=== Section Start ===

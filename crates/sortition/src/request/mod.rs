//! Bounded, content-type-checked body readers.
//!
//! Request bodies are turned into validated payloads before anything touches
//! the store: an item's content for add requests, an item identifier for
//! delete requests. The readers are transport agnostic and consume any stream
//! of byte chunks.
//!
//! Size enforcement is streaming: the reader stops as soon as the running
//! total crosses the limit, whatever the declared `content-length` said.


use bytes::Bytes;
use core::fmt::Display;
use futures::{Stream, StreamExt};

use crate::{EntropySource, IdAuthority, ValidationError};

/// The only media type accepted for request bodies.
pub const EXPECTED_CONTENT_TYPE: &str = "text/plain";

/// Largest item content accepted by [`validate_add`].
pub const MAX_CONTENT_BYTES: usize = 1024;

/// A request body together with the headers that describe it.
pub struct RequestBody<S> {
    /// Value of the `content-type` header, if present.
    pub content_type: Option<String>,
    /// Parsed `content-length` header. `None` when absent or unparsable.
    pub declared_length: Option<u64>,
    pub stream: S,
}

/// Reads `stream` to the end, enforcing the media type and a byte `limit`.
///
/// A missing `declared_length` counts as exceeding the limit.
///
/// # Errors
///
/// - [`ValidationError::IncorrectContentType`] unless `content_type` is exactly
///   [`EXPECTED_CONTENT_TYPE`].
/// - [`ValidationError::TooMuchData`] if the declared length exceeds `limit`,
///   or as soon as the bytes read exceed it.
/// - [`ValidationError::Body`] if the stream yields an error.
pub async fn read_bounded<S, E>(
    stream: S,
    content_type: Option<&str>,
    declared_length: Option<u64>,
    limit: usize,
) -> Result<Vec<u8>, ValidationError>
where
    S: Stream<Item = Result<Bytes, E>>,
    E: Display,
{
    if content_type != Some(EXPECTED_CONTENT_TYPE) {
        return Err(ValidationError::IncorrectContentType {
            found: content_type.map(str::to_owned),
        });
    }

    let declared = declared_length.unwrap_or(limit as u64 + 1);
    if declared > limit as u64 {
        return Err(ValidationError::TooMuchData { limit });
    }

    let mut stream = core::pin::pin!(stream);
    let mut data = Vec::with_capacity(declared as usize);
    while let Some(chunk) = stream.next().await {
        let chunk = chunk.map_err(|e| ValidationError::Body(e.to_string()))?;
        if data.len() + chunk.len() > limit {
            return Err(ValidationError::TooMuchData { limit });
        }
        data.extend_from_slice(&chunk);
    }
    Ok(data)
}

/// Extracts the content of an add-item request (at most
/// [`MAX_CONTENT_BYTES`]).
///
/// # Errors
///
/// See [`read_bounded`].
pub async fn validate_add<S, E>(body: RequestBody<S>) -> Result<Vec<u8>, ValidationError>
where
    S: Stream<Item = Result<Bytes, E>>,
    E: Display,
{
    read_bounded(
        body.stream,
        body.content_type.as_deref(),
        body.declared_length,
        MAX_CONTENT_BYTES,
    )
    .await
}

/// Extracts the item identifier of a delete-item request.
///
/// The body may be no longer than an identifier and must pass
/// [`IdAuthority::validate`].
///
/// # Errors
///
/// - Any error of [`read_bounded`].
/// - [`ValidationError::InvalidData`] if the body is not a valid identifier.
pub async fn validate_delete<S, E, R>(
    body: RequestBody<S>,
    ids: &IdAuthority<R>,
) -> Result<String, ValidationError>
where
    S: Stream<Item = Result<Bytes, E>>,
    E: Display,
    R: EntropySource,
{
    let bytes = read_bounded(
        body.stream,
        body.content_type.as_deref(),
        body.declared_length,
        ids.length(),
    )
    .await?;

    let id = String::from_utf8(bytes).map_err(|_| ValidationError::InvalidData)?;
    if !ids.validate(&id) {
        return Err(ValidationError::InvalidData);
    }
    Ok(id)
}
use crate::EntropyError;
use rand::{TryRngCore, rngs::OsRng};

/// A trait for sources that fill a batch of random 32-bit words.
///
/// This abstraction allows you to plug in the operating system CSPRNG or a
/// mocked source in tests.
///
/// # Example
/// ```
/// use sortition::{EntropyError, EntropySource};
///
/// struct Counting;
/// impl EntropySource for Counting {
///     fn fill(&self, words: &mut [u32]) -> Result<(), EntropyError> {
///         for (i, w) in words.iter_mut().enumerate() {
///             *w = i as u32;
///         }
///         Ok(())
///     }
/// }
///
/// let mut words = [0_u32; 4];
/// Counting.fill(&mut words).unwrap();
/// assert_eq!(words, [0, 1, 2, 3]);
/// ```
pub trait EntropySource: Send + Sync {
    /// Overwrites every word in `words` with fresh randomness.
    ///
    /// # Errors
    ///
    /// Returns an error if the underlying source cannot produce randomness.
    fn fill(&self, words: &mut [u32]) -> Result<(), EntropyError>;
}

/// An [`EntropySource`] backed by the operating system's secure random
/// number generator.
///
/// Each refill is a single pass over a byte buffer sized to the batch, so the
/// syscall cost is paid once per pool exhaustion rather than per draw.
#[derive(Default, Clone, Copy, Debug)]
pub struct OsEntropy;

impl EntropySource for OsEntropy {
    fn fill(&self, words: &mut [u32]) -> Result<(), EntropyError> {
        let mut bytes = vec![0_u8; words.len() * 4];
        OsRng
            .try_fill_bytes(&mut bytes)
            .map_err(|e| EntropyError::Source(e.to_string()))?;
        for (word, chunk) in words.iter_mut().zip(bytes.chunks_exact(4)) {
            *word = u32::from_le_bytes([chunk[0], chunk[1], chunk[2], chunk[3]]);
        }
        Ok(())
    }
}
#![doc = include_str!("../README.md")]

mod server;

use anyhow::{Context, bail};
use clap::Parser;
use server::config::{CliArgs, ServerConfig};
use server::service::handler::HubService;
use server::telemetry::init_telemetry;
use sortition::{IdAuthority, Store};
use std::sync::Arc;
use tokio::net::TcpListener;
use tokio::signal;
use tokio_util::sync::CancellationToken;

// Using mimalloc for better performance under contention, especially in musl
// environments.
#[global_allocator]
static GLOBAL: mimalloc::MiMalloc = mimalloc::MiMalloc;

#[tokio::main]
async fn main() -> anyhow::Result<()> {
    // Load from .env
    let _ = dotenvy::dotenv();
    let args = CliArgs::parse();
    let config = ServerConfig::try_from(args)?;

    let providers = init_telemetry()?;
    let result = run(&config).await;
    if let Err(e) = &result {
        tracing::error!("Service stopped with error: {e:#}");
    }
    providers.shutdown();
    result
}

async fn run(config: &ServerConfig) -> anyhow::Result<()> {
    std::fs::create_dir_all(&config.data_dir).with_context(|| {
        format!(
            "could not create data directory {}",
            config.data_dir.display()
        )
    })?;

    let ids = IdAuthority::with_os_entropy(
        config.alphabet.clone(),
        config.id_length,
        config.entropy_pool_size,
    )
    .context("could not seed the entropy pool")?;
    let store = Arc::new(
        Store::open(config.db_path(), config.busy_timeout, Arc::new(ids))
            .await
            .context("could not open the store")?,
    );

    let service = HubService::new(Arc::clone(&store));
    let fatal = service.fatal_token();

    let listener = TcpListener::bind(&config.server_addr)
        .await
        .with_context(|| format!("could not bind {}", config.server_addr))?;
    log_startup_info(config, &store);

    axum::serve(listener, service.into_router())
        .with_graceful_shutdown(shutdown_signal(fatal.clone()))
        .await?;

    store.close().await;

    if fatal.is_cancelled() {
        bail!("entropy source failed; no further identifiers or selections are possible");
    }

    tracing::info!("Service shut down successfully");
    Ok(())
}

fn log_startup_info(config: &ServerConfig, store: &Store) {
    if cfg!(debug_assertions) {
        tracing::info!(
            "Starting hub service on {} with full config: {:#?}",
            config.server_addr,
            config
        );
    } else {
        tracing::info!(
            "Starting hub service on {} (database {}, ids {})",
            config.server_addr,
            config.db_path().display(),
            store.ids().pattern()
        );
    }
}

async fn shutdown_signal(fatal: CancellationToken) {
    #[cfg(unix)]
    let terminate = async {
        signal::unix::signal(signal::unix::SignalKind::terminate())
            .expect("failed to install signal handler")
            .recv()
            .await;
    };

    #[cfg(not(unix))]
    let terminate = std::future::pending::<()>();

    let ctrl_c = async {
        signal::ctrl_c()
            .await
            .expect("failed to install Ctrl+C handler");
    };

    tokio::select! {
        () = ctrl_c => {
            tracing::info!("Received Ctrl+C signal");
        },
        () = terminate => {
            tracing::info!("Received SIGTERM signal");
        },
        () = fatal.cancelled() => {
            tracing::error!("Unrecoverable failure, refusing further requests");
        },
    }

    tracing::info!("Shutdown signal received, terminating gracefully...");
}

=== Section End ===

=== What to do ===
Among the entries above, find every line holding "CliArgs" and copy it.

=== Output ===
use server::config::{CliArgs, ServerConfig};
    let args = CliArgs::parse();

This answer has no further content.